Percy on a perch

December 8, 1980

Throughout his public life, Charles Percy has somehow always seemed to have more than his share of supporters who felt he could do nothing wrong -- and of detractors who were implacably opposed to him.

Percy was very early on the darling of the younger, more liberal Republicans in Illinois. At the same time he incurred the intense dislike of hard-core conservative members of the party. And the Chicago Tribune of that day -- particularly influential then in GOP circles -- could never accept the fact that Percy did not come up from the franks and, more than that, did not bow and scrape and ask its permission to seek high office.

Percy from the beginnings of his career has been one of the few GOP public figures who would walk through the inner big cities. He was (and is) very much accepted by the blacks and other minorities. They have always, since Percy threw his support behind civil-rights programs (such as the move for an Illinois fair-employment law) in the early 1950s, seen him as someone who really cared about them.

But Percy's early Liberalism irritated a lot of Republicans. They didn't like to see this boy-wonder business executive hobnobbing with the minorities. Some said he was a traitor to his "class." Others, forgetting Lincoln, said he was letting the party down.
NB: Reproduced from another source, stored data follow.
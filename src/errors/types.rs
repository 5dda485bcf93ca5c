//! Custom error types for ardi

use std::fmt;

/// Main error type for ardi operations
#[derive(Debug)]
pub enum ArdiError {
    /// No sketch name was given on the command line
    MissingSketch,
    /// The filtered board listing was empty
    NoBoards,
    /// The board chosen from the menu was not a valid index
    InvalidSelection(String),
    /// An arduino-cli invocation exited unsuccessfully
    Toolchain { command: String, message: String },
    /// arduino-cli could not be located
    ToolNotFound(String),
    /// Serial port open/read errors
    Serial(String),
    /// Configuration file errors
    Config(String),
    /// General I/O errors
    Io(std::io::Error),
}

impl fmt::Display for ArdiError {
    fn fmt(&self, f: &mut fmt::Formatter<'_>) -> fmt::Result {
        match self {
            ArdiError::MissingSketch => write!(f, "Missing sketch argument"),
            ArdiError::NoBoards => write!(f, "No boards detected"),
            ArdiError::InvalidSelection(input) => {
                write!(f, "Invalid board selection: {}", input)
            }
            ArdiError::Toolchain { command, message } => {
                write!(f, "`{}` failed: {}", command, message)
            }
            ArdiError::ToolNotFound(msg) => write!(f, "arduino-cli not found: {}", msg),
            ArdiError::Serial(msg) => write!(f, "Serial error: {}", msg),
            ArdiError::Config(msg) => write!(f, "Configuration error: {}", msg),
            ArdiError::Io(err) => write!(f, "I/O error: {}", err),
        }
    }
}

impl std::error::Error for ArdiError {
    fn source(&self) -> Option<&(dyn std::error::Error + 'static)> {
        match self {
            ArdiError::Io(err) => Some(err),
            _ => None,
        }
    }
}

impl From<std::io::Error> for ArdiError {
    fn from(err: std::io::Error) -> Self {
        ArdiError::Io(err)
    }
}

impl From<serialport::Error> for ArdiError {
    fn from(err: serialport::Error) -> Self {
        ArdiError::Serial(err.to_string())
    }
}

impl From<toml::de::Error> for ArdiError {
    fn from(err: toml::de::Error) -> Self {
        ArdiError::Config(err.to_string())
    }
}

/// Result type alias for ardi operations
pub type Result<T> = std::result::Result<T, ArdiError>;
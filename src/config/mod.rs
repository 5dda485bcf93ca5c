//! Configuration management for ardi

pub mod app_config;

pub use app_config::*;
//! `arduino-cli` subprocess driver

use log::{debug, info};
use std::ffi::OsString;
use std::path::{Path, PathBuf};
use std::process::{Command, Output, Stdio};

use super::Toolchain;
use crate::config::AppConfig;
use crate::errors::{ArdiError, Result};

/// Environment variable that overrides the arduino-cli location
pub const ARDUINO_CLI_ENV: &str = "ARDI_ARDUINO_CLI";

const ARDUINO_CLI_BIN: &str = "arduino-cli";

/// Drives an installed `arduino-cli` binary
#[derive(Debug, Clone)]
pub struct ArduinoCli {
    binary: PathBuf,
}

impl ArduinoCli {
    pub fn new(binary: impl Into<PathBuf>) -> Self {
        Self {
            binary: binary.into(),
        }
    }

    /// Locate arduino-cli: config file first, then `ARDI_ARDUINO_CLI`, then `PATH`
    pub fn locate(config: &AppConfig) -> Result<Self> {
        let env_override = std::env::var_os(ARDUINO_CLI_ENV);
        Self::locate_with(config.arduino_cli.as_deref(), env_override)
    }

    fn locate_with(configured: Option<&Path>, env_override: Option<OsString>) -> Result<Self> {
        if let Some(path) = configured {
            debug!("Using configured arduino-cli: {}", path.display());
            return Ok(Self::new(path));
        }

        if let Some(path) = env_override.filter(|p| !p.is_empty()) {
            debug!("Using arduino-cli from {}: {:?}", ARDUINO_CLI_ENV, path);
            return Ok(Self::new(path));
        }

        let path = which::which(ARDUINO_CLI_BIN).map_err(|e| {
            ArdiError::ToolNotFound(format!(
                "{} (install it or set {} / arduino_cli in ardi.toml)",
                e, ARDUINO_CLI_ENV
            ))
        })?;
        debug!("Found arduino-cli in PATH: {}", path.display());
        Ok(Self::new(path))
    }

    pub fn binary(&self) -> &Path {
        &self.binary
    }

    fn command_line(&self, args: &[&str]) -> String {
        format!("{} {}", self.binary.display(), args.join(" "))
    }

    /// Run with the terminal attached so the user sees build and upload progress
    fn run_attached(&self, args: &[&str]) -> Result<()> {
        let command = self.command_line(args);
        info!("Executing: {}", command);

        let status = Command::new(&self.binary)
            .args(args)
            .stdin(Stdio::null())
            .status()
            .map_err(|e| ArdiError::Toolchain {
                command: command.clone(),
                message: format!("failed to start: {}", e),
            })?;

        if status.success() {
            Ok(())
        } else {
            Err(ArdiError::Toolchain {
                command,
                message: status.to_string(),
            })
        }
    }

    /// Run and hand back stdout instead of printing it
    fn run_captured(&self, args: &[&str]) -> Result<String> {
        let command = self.command_line(args);
        debug!("Executing (captured): {}", command);

        let output: Output = Command::new(&self.binary)
            .args(args)
            .stdin(Stdio::null())
            .output()
            .map_err(|e| ArdiError::Toolchain {
                command: command.clone(),
                message: format!("failed to start: {}", e),
            })?;

        if !output.status.success() {
            let stderr = String::from_utf8_lossy(&output.stderr);
            let stderr = stderr.trim();
            let message = if stderr.is_empty() {
                output.status.to_string()
            } else {
                format!("{}: {}", output.status, stderr)
            };
            return Err(ArdiError::Toolchain { command, message });
        }

        Ok(String::from_utf8_lossy(&output.stdout).into_owned())
    }
}

impl Toolchain for ArduinoCli {
    fn update_index(&self) -> Result<()> {
        self.run_attached(&["core", "update-index"])
    }

    fn install_core(&self, core: &str) -> Result<()> {
        self.run_attached(&["core", "install", core])
    }

    fn board_list(&self) -> Result<String> {
        self.run_captured(&["board", "list"])
    }

    fn compile(&self, fqbn: &str, sketch_dir: &Path) -> Result<()> {
        let sketch = sketch_dir.display().to_string();
        self.run_attached(&["compile", "--fqbn", fqbn, &sketch])
    }

    fn upload(&self, device: &str, fqbn: &str, sketch_dir: &Path) -> Result<()> {
        let sketch = sketch_dir.display().to_string();
        self.run_attached(&["upload", "-p", device, "--fqbn", fqbn, &sketch])
    }
}
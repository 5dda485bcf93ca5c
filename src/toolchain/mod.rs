//! External toolchain boundary
//!
//! ardi never compiles or flashes anything itself. Every step that touches a
//! board goes through a [`Toolchain`], which in production is the
//! `arduino-cli` binary and in tests a scripted fake.

pub mod arduino_cli;

pub use arduino_cli::ArduinoCli;

use std::path::Path;

use crate::errors::Result;

/// Operations ardi needs from the board-management/compiler tool
pub trait Toolchain {
    /// Refresh the core package index
    fn update_index(&self) -> Result<()>;

    /// Install (or confirm installation of) a platform core such as `arduino:avr`
    fn install_core(&self, core: &str) -> Result<()>;

    /// Enumerate connected boards, returning the tool's text table
    fn board_list(&self) -> Result<String>;

    /// Compile the sketch in `sketch_dir` for `fqbn`
    fn compile(&self, fqbn: &str, sketch_dir: &Path) -> Result<()>;

    /// Upload the compiled sketch to the board on `device`
    fn upload(&self, device: &str, fqbn: &str, sketch_dir: &Path) -> Result<()>;
}
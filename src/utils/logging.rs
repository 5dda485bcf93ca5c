//! Logging initialization for ardi

use anyhow::Result;
use env_logger::{Builder, Target};
use log::LevelFilter;

/// Map `-q`/`-v` flags to a level filter
pub fn level_for(verbose: u8, quiet: bool) -> LevelFilter {
    match (quiet, verbose) {
        (true, _) => LevelFilter::Error,
        (false, 0) => LevelFilter::Info,
        (false, 1) => LevelFilter::Debug,
        (false, _) => LevelFilter::Trace,
    }
}

/// Initialize stderr logging for the CLI.
///
/// Logs go to stderr so that the serial stream on stdout stays clean.
pub fn init_cli_logging(verbose: u8, quiet: bool) -> Result<()> {
    let level = level_for(verbose, quiet);

    Builder::from_default_env()
        .target(Target::Stderr)
        .filter_level(level)
        .format_timestamp_secs()
        .format_module_path(false)
        .try_init()?;

    #[cfg(debug_assertions)]
    log_panics::init();

    log::debug!("ardi logging initialized with level: {:?}", level);
    Ok(())
}
//! Embedding Cache (C5)
//!
//! Bounded TTL cache from `(embedding_model_id, text-prefix)` to a
//! provider-native vector (pre-normalization). Single-owner, independently
//! locked from the rest of the store — it is safe to query concurrently
//! with store mutations.

use std::sync::atomic::{AtomicBool, Ordering};
use std::sync::Arc;
use std::time::{Duration, Instant};

use lru::LruCache;
use parking_lot::Mutex;

/// Number of leading characters of the source text used as the cache key
/// (`P = 100`). A keyed hash of the full text would avoid collisions on
/// long shared-prefix texts, but isn't mandated — that's a known, accepted
/// tradeoff rather than a bug.
pub const CACHE_KEY_PREFIX_LEN: usize = 100;

/// Key into the embedding cache: an embedding model identifier paired with
/// the first [`CACHE_KEY_PREFIX_LEN`] characters of the source text.
#[derive(Debug, Clone, PartialEq, Eq, Hash)]
pub struct CacheKey {
    model: String,
    prefix: String,
}

impl CacheKey {
    pub fn new(model: impl Into<String>, text: &str) -> Self {
        let prefix: String = text.chars().take(CACHE_KEY_PREFIX_LEN).collect();
        Self { model: model.into(), prefix }
    }
}

struct CacheEntry {
    value: Vec<f32>,
    last_touched: Instant,
}

/// Bounded, TTL-evicting cache from [`CacheKey`] to a raw (provider-native,
/// pre-normalization) embedding vector.
///
/// Backed by `lru::LruCache` — the same crate the teacher's `Cargo.toml`
/// carries for query-embedding caching — run *unbounded* so this type
/// keeps full control over eviction order: §4.5's `cleanup` wants a TTL
/// pass before the capacity-driven pass, which a capacity-bounded
/// `LruCache` would short-circuit by silently popping its own tail on
/// every over-capacity `put`, without the chance to drop TTL-expired
/// entries first. `get`/`put` still ride the crate's real recency
/// tracking, so `pop_lru` below *is* "evict the entry with the smallest
/// timestamp" — our own `last_touched` field exists only to answer the
/// TTL question that `LruCache` has no concept of.
pub struct EmbeddingCache {
    max_size: usize,
    ttl: Duration,
    entries: LruCache<CacheKey, CacheEntry>,
}

impl EmbeddingCache {
    /// `max_size` (`M`) and `ttl_ms` (`T`); the documented defaults are
    /// 1000 entries and 1 hour.
    pub fn new(max_size: usize, ttl_ms: i64) -> Self {
        Self {
            max_size,
            ttl: Duration::from_millis(ttl_ms.max(0) as u64),
            entries: LruCache::unbounded(),
        }
    }

    pub fn len(&self) -> usize {
        self.entries.len()
    }

    pub fn is_empty(&self) -> bool {
        self.entries.is_empty()
    }

    /// On hit, refresh the entry's timestamp (and recency order) and return
    /// the vector. A miss (absent or expired) returns `None` without
    /// mutating state beyond what `cleanup` would also do.
    pub fn get(&mut self, key: &CacheKey) -> Option<Vec<f32>> {
        let expired = self
            .entries
            .peek(key)
            .map(|entry| entry.last_touched.elapsed() > self.ttl)
            .unwrap_or(false);
        if expired {
            self.entries.pop(key);
            return None;
        }

        self.entries.get_mut(key).map(|entry| {
            entry.last_touched = Instant::now();
            entry.value.clone()
        })
    }

    /// Insert `value` under `key`; if size exceeds `max_size` afterward,
    /// run [`Self::cleanup`].
    pub fn put(&mut self, key: CacheKey, value: Vec<f32>) {
        self.entries.put(key, CacheEntry { value, last_touched: Instant::now() });
        if self.entries.len() > self.max_size {
            self.cleanup();
        }
    }

    /// First pass: evict every entry older than `T`. If size is still over
    /// `max_size`, repeatedly pop the least-recently-used entry (`pop_lru`)
    /// until size ≤ `max_size` — recency order and `last_touched` always
    /// agree since both are only ever refreshed together, by `get`/`put`.
    pub fn cleanup(&mut self) {
        let before = self.entries.len();
        let ttl = self.ttl;
        let expired: Vec<CacheKey> = self
            .entries
            .iter()
            .filter(|(_, entry)| entry.last_touched.elapsed() > ttl)
            .map(|(key, _)| key.clone())
            .collect();
        for key in &expired {
            self.entries.pop(key);
        }

        while self.entries.len() > self.max_size {
            if self.entries.pop_lru().is_none() {
                break;
            }
        }

        let evicted = before.saturating_sub(self.entries.len());
        if evicted > 0 {
            tracing::trace!(evicted, remaining = self.entries.len(), "embedding cache cleanup");
        }
    }
}

/// Cooperative background sweep task that calls [`EmbeddingCache::cleanup`]
/// every `T/2`. Modeled as a `JoinHandle` plus an `Arc<AtomicBool>` cancel
/// flag rather than pulling in `tokio-util`'s `CancellationToken` — a flag
/// the task polls each tick is enough for a single cooperative background
/// job.
pub struct CacheSweeper {
    handle: tokio::task::JoinHandle<()>,
    cancel: Arc<AtomicBool>,
}

impl CacheSweeper {
    /// Spawn the sweep loop against `cache`, ticking every `ttl_ms / 2`.
    pub fn spawn(cache: Arc<Mutex<EmbeddingCache>>, ttl_ms: i64) -> Self {
        let cancel = Arc::new(AtomicBool::new(false));
        let cancel_clone = cancel.clone();
        let period = Duration::from_millis((ttl_ms.max(2) / 2) as u64);

        let handle = tokio::spawn(async move {
            let mut interval = tokio::time::interval(period);
            loop {
                interval.tick().await;
                if cancel_clone.load(Ordering::Relaxed) {
                    break;
                }
                cache.lock().cleanup();
            }
        });

        Self { handle, cancel }
    }

    /// Signal the loop to stop and wait for it to exit. Called from
    /// `dispose()` — cancel then join.
    pub async fn stop(self) {
        self.cancel.store(true, Ordering::Relaxed);
        let _ = self.handle.await;
    }
}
From the beginning,too, Percy had influential friends. Eisenhower thought highly of Percy, still then at Bell & Howell, and would call him in for advice on presidential economic programs.In the mid-'50s, Eisenhower appointed Percy to head his prestigious Commission on National Goals. And as Ike's presidential term neared its end in 1956, he always mentioned Percy's name when asked to give a short list of Republicans he thought were qualified to succeed him in the White House.

Vice-President Nixon was another booster, of Percy in those days. Later the two had their differences. Percy was more of a Rockefeller type of Republican. Therefore the Percy-Nixon split was inevitable.

Not many new senators, at the time they arrive here, are seriously considered for the presidency. But young Chuck Percy, when he hit this city in 1966, was what the advertising people call a "hot commodity." His face was seen everywhere -- in newspapers, magazines, TV news panel shows. In many ways Percy was (from the news media point of view) the Republicans' answer to the Kennedys. He was the GOP glamour boy -- handsome, intelligent, dynamic.

With the years Percy's star declined. He worked hard in Senate committees, particularly banking and foreign relations.But he was never accepted within the Senate "club," which was dominated by the veterans, most of them conservatives. And he lost some of his boyish appeal as the years went by.

In his first run for reelection, in 1972, Percy did better than Nixon in Illinois, picking up impressive voter support. But in 1978 he discovered that the people of Illinois felt he was out of tune with them. Thus, in the waning stages of the campaign, he went to the voters and in effect apologized, saying he would listen more and try to do better.

This move, which some politicians would have considered demeaning, enabled Percy to put together a convincing victory. But the senator came back to Washington quite a bit diminished in the eyes of the press and his colleagues.

Then suddenly Percy was on top of the heap again. Javit's defeat and the GOP takeover of the Senate catapulted him into consideration for the prestigious position of head of the Senate Foreign Relations Committee. And now, even before Reagan has taken office, Percy has been an important emissary between the United States and the Soviet leaders, conveying Brezhnev's interest in working out a SALT pact. So Percy is riding high again. His has been a fascinating career. Could it be that, if the opportunity arises within the next decade, he just might feel he is now positioned to make a last-hurrah try for the presidency?